De facto, "mostrou que existem fortes semelhanças na forma como estão organizados os genes humanos e noutras espécies, e que os genes da maioria dos cromossomas humanos estão numa ordem semelhante à sequência dos genes noutras espécies", explicou ainda Raquel Seruca.

Assim, ao possibilitar uma análise comparativa entre espécies, mostrou que a maioria delas partilha grande parte das sequências do genoma e contribuiu significativamente para o avanço da genética evolutiva, segundo a cientista.

Para Tiago Fleming Outeiro, que faz investigação na Harvard Medical School, nos Estados Unidos, a sequenciação do genoma humano "continuará a revolucionar a forma como entendemos o funcionamento da vida nos próximos anos".

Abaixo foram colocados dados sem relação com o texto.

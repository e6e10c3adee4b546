#![allow(clippy::result_large_err)]

//! Job lifecycle: one persisted record per pipeline run.
//!
//! `submit` drives a record through `accepted -> running -> successful | failed` and always
//! leaves it terminal, even when the processor errors out.

pub mod store;

pub use store::{validate_job_id, FileJobStore, JobStore, MemoryJobStore};

use crate::core::config::{JobStoreKind, ServiceConfig};
use crate::core::error::AppError;
use crate::core::pipeline::result::{MSG_KEY, STATUS_KEY};
use crate::core::processor::{Processor, ProcessorOutput, RESULT_MIMETYPE};
use crate::core::types::ErrorCategory;
use crate::utils::write_json_pretty;
use chrono::Utc;
use mgdm2oereb_types::{JobRecord, JobStatus};
use serde_json::{json, Value};
use std::fs;
use std::path::{Path, PathBuf};
use std::sync::Arc;

pub const COMPLETED_MESSAGE: &str = "Job complete";
pub const RUNNING_MESSAGE: &str = "Job running";
pub const WRITING_MESSAGE: &str = "Writing job output";
pub const DISMISSED_MESSAGE: &str = "Job dismissed";
pub const OUTPUT_WRITE_FAILED_MESSAGE: &str = "Job output could not be written";
pub const FATAL_MESSAGE: &str = "ProcessingError: job aborted by an unexpected error";

pub const PROGRESS_RUNNING: u8 = 5;
pub const PROGRESS_WRITING: u8 = 95;
pub const PROGRESS_DONE: u8 = 100;

/// Stored result of a finished job.
#[derive(Debug, Clone, PartialEq)]
pub struct JobResult {
    pub mimetype: String,
    pub content: Vec<u8>,
}

pub struct JobManager {
    store: Arc<dyn JobStore>,
    output_dir: Option<PathBuf>,
}

impl JobManager {
    pub fn new(store: Arc<dyn JobStore>, output_dir: Option<PathBuf>) -> Self {
        JobManager { store, output_dir }
    }

    pub fn from_config(config: &ServiceConfig) -> Result<Self, AppError> {
        let store: Arc<dyn JobStore> = match config.jobs.store {
            JobStoreKind::File => Arc::new(FileJobStore::new(config.job_store_dir())?),
            JobStoreKind::Memory => Arc::new(MemoryJobStore::new()),
        };
        Ok(JobManager::new(store, Some(config.job_output_dir())))
    }

    pub fn store(&self) -> &Arc<dyn JobStore> {
        &self.store
    }

    pub fn output_dir(&self) -> Option<&Path> {
        self.output_dir.as_deref()
    }

    /// Run one job to completion.
    ///
    /// Invalid parameters are returned as an error before any record exists. Everything that
    /// goes wrong afterwards ends up in the returned record.
    pub async fn submit(
        &self,
        processor: &dyn Processor,
        job_id: &str,
        raw: &Value,
    ) -> Result<JobRecord, AppError> {
        validate_job_id(job_id)?;
        let params = processor.prepare(raw)?;
        let process_id = processor.id();

        self.store.add(JobRecord::accepted(job_id, process_id))?;
        tracing::info!(job_id, process_id, status = %JobStatus::Accepted, "job accepted");

        self.store.update(job_id, &mut |record| {
            record.status = JobStatus::Running;
            record.progress = PROGRESS_RUNNING;
            record.message = RUNNING_MESSAGE.to_string();
        })?;
        tracing::info!(job_id, process_id, status = %JobStatus::Running, "job running");

        let (status, message, written) = match processor.execute(job_id, &params).await {
            Ok(output) => self.conclude(job_id, process_id, output),
            Err(err) => {
                tracing::error!(
                    job_id,
                    process_id,
                    code = %err.code,
                    error = %err,
                    context = ?err.context,
                    "job aborted"
                );
                let document = json!({ "code": err.code, "description": err.message });
                let written = self
                    .write_output(job_id, process_id, &document)
                    .unwrap_or_else(|write_err| {
                        tracing::error!(job_id, error = %write_err, "failed to write job output");
                        None
                    });
                (JobStatus::Failed, FATAL_MESSAGE.to_string(), written)
            }
        };

        let mut finish = |record: &mut JobRecord| {
            record.status = status;
            record.message = message.clone();
            record.progress = PROGRESS_DONE;
            record.ended_at = Some(Utc::now());
            if let Some(location) = &written {
                record.result_location = Some(location.clone());
                record.result_mimetype = Some(RESULT_MIMETYPE.to_string());
            }
        };
        let record = match self.store.update(job_id, &mut finish) {
            Ok(record) => record,
            Err(err) => {
                tracing::warn!(job_id, error = %err, "terminal job update failed, retrying once");
                self.store.update(job_id, &mut finish)?
            }
        };
        tracing::info!(job_id, process_id, status = %record.status, msg = %record.message, "job finished");
        Ok(record)
    }

    fn conclude(
        &self,
        job_id: &str,
        process_id: &str,
        output: ProcessorOutput,
    ) -> (JobStatus, String, Option<PathBuf>) {
        let written = match self.write_output(job_id, process_id, &output.outputs) {
            Ok(written) => written,
            Err(err) => {
                tracing::error!(job_id, error = %err, "failed to write job output");
                return (
                    JobStatus::Failed,
                    format!("{}: {}", OUTPUT_WRITE_FAILED_MESSAGE, err.message),
                    None,
                );
            }
        };
        if output.outputs.get(STATUS_KEY).and_then(Value::as_str) == Some(JobStatus::Failed.as_str()) {
            let message = output
                .outputs
                .get(MSG_KEY)
                .and_then(Value::as_str)
                .unwrap_or("Job failed")
                .to_string();
            (JobStatus::Failed, message, written)
        } else {
            (JobStatus::Successful, COMPLETED_MESSAGE.to_string(), written)
        }
    }

    /// Persist `document` as `{output_dir}/{process_id}-{job_id}.json`, when configured.
    fn write_output(
        &self,
        job_id: &str,
        process_id: &str,
        document: &Value,
    ) -> Result<Option<PathBuf>, AppError> {
        let Some(dir) = self.output_dir.as_ref() else {
            return Ok(None);
        };
        let path = dir.join(format!("{}-{}.json", process_id, job_id));

        let progress = self.store.update(job_id, &mut |record| {
            record.progress = PROGRESS_WRITING;
            record.message = WRITING_MESSAGE.to_string();
        });
        if let Err(err) = progress {
            tracing::warn!(job_id, error = %err, "could not record output progress");
        }

        write_json_pretty(&path, document).map_err(|mut err| {
            err.add_context("path", &path.display().to_string());
            err
        })?;
        Ok(Some(path))
    }

    pub fn get_job(&self, job_id: &str) -> Result<Option<JobRecord>, AppError> {
        self.store.get(job_id)
    }

    /// All records, oldest first.
    pub fn list_jobs(&self) -> Result<Vec<JobRecord>, AppError> {
        let mut records = self.store.list()?;
        records.sort_by(|a, b| {
            a.started_at
                .cmp(&b.started_at)
                .then_with(|| a.identifier.cmp(&b.identifier))
        });
        Ok(records)
    }

    /// Mark a job dismissed and drop its stored result.
    pub fn dismiss_job(&self, job_id: &str) -> Result<Option<JobRecord>, AppError> {
        let Some(record) = self.store.get(job_id)? else {
            return Ok(None);
        };
        if let Some(location) = &record.result_location {
            remove_result(location)?;
        }
        let record = self.store.update(job_id, &mut |record| {
            record.status = JobStatus::Dismissed;
            record.message = DISMISSED_MESSAGE.to_string();
            record.result_location = None;
            record.result_mimetype = None;
            if record.ended_at.is_none() {
                record.ended_at = Some(Utc::now());
            }
        })?;
        tracing::info!(job_id, status = %record.status, "job dismissed");
        Ok(Some(record))
    }

    pub fn delete_job(&self, job_id: &str) -> Result<bool, AppError> {
        if let Some(location) = self
            .store
            .get(job_id)?
            .and_then(|record| record.result_location)
        {
            remove_result(&location)?;
        }
        let removed = self.store.remove(job_id)?;
        if removed {
            tracing::info!(job_id, "job deleted");
        }
        Ok(removed)
    }

    /// `None` when the job, its result location or the file behind it is missing.
    pub fn get_job_result(&self, job_id: &str) -> Result<Option<JobResult>, AppError> {
        let Some(record) = self.store.get(job_id)? else {
            return Ok(None);
        };
        let Some(location) = record.result_location else {
            return Ok(None);
        };
        if !location.exists() {
            return Ok(None);
        }
        let content = fs::read(&location).map_err(|err| {
            AppError::new(
                ErrorCategory::IoError,
                format!("failed to read {}: {}", location.display(), err),
            )
        })?;
        Ok(Some(JobResult {
            mimetype: record
                .result_mimetype
                .unwrap_or_else(|| RESULT_MIMETYPE.to_string()),
            content,
        }))
    }
}

fn remove_result(location: &Path) -> Result<(), AppError> {
    match fs::remove_file(location) {
        Ok(()) => Ok(()),
        Err(err) if err.kind() == std::io::ErrorKind::NotFound => Ok(()),
        Err(err) => Err(AppError::new(
            ErrorCategory::IoError,
            format!("failed to remove {}: {}", location.display(), err),
        )),
    }
}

"Actualmente, podemos com alguma facilidade e a ajuda de um computador identificar os genes envolvidos em diversas doenças, podemos desenvolver novas ferramentas para corrigir defeitos genéticos, ou ser capazes de prever o impacto de certas alterações ao nível do ADN, chamadas mutações", salientou à Lusa.

"Craig Vender, um dos pais do Projecto do Genoma Humano, conhece o seu genoma completo. Talvez um dia venha a ser assim para todos", disse também à Lusa Maria de Sousa, do Instituto de Biologia Molecular e Celular (IBMC) da Universidade do Porto.

"Teremos então mais cuidado com o que comemos, bebemos e fazemos em geral, e os médicos geneticistas continuarão a beneficiar do estudo cuidadoso das famílias" - acrescentou.

"Os projectos dos genomas, não só o humano, vieram sobretudo tornar-nos mais sábios, porque melhores sabedores, e aproximaram mais os cientistas", sublinhou.

O Projecto Genoma Humano foi uma iniciativa a nível mundial em que participaram cientistas ligados a 20 laboratórios de seis países (Estados Unidos, Reino Unido, França, Alemanha, Japão e China).

O projecto, a que alguns chamaram "projecto Apollo da Biologia" pela sua dimensão, foi lançado em Junho de 2000, quando os cientistas já tinham conseguido sequenciar 97% do genoma humano.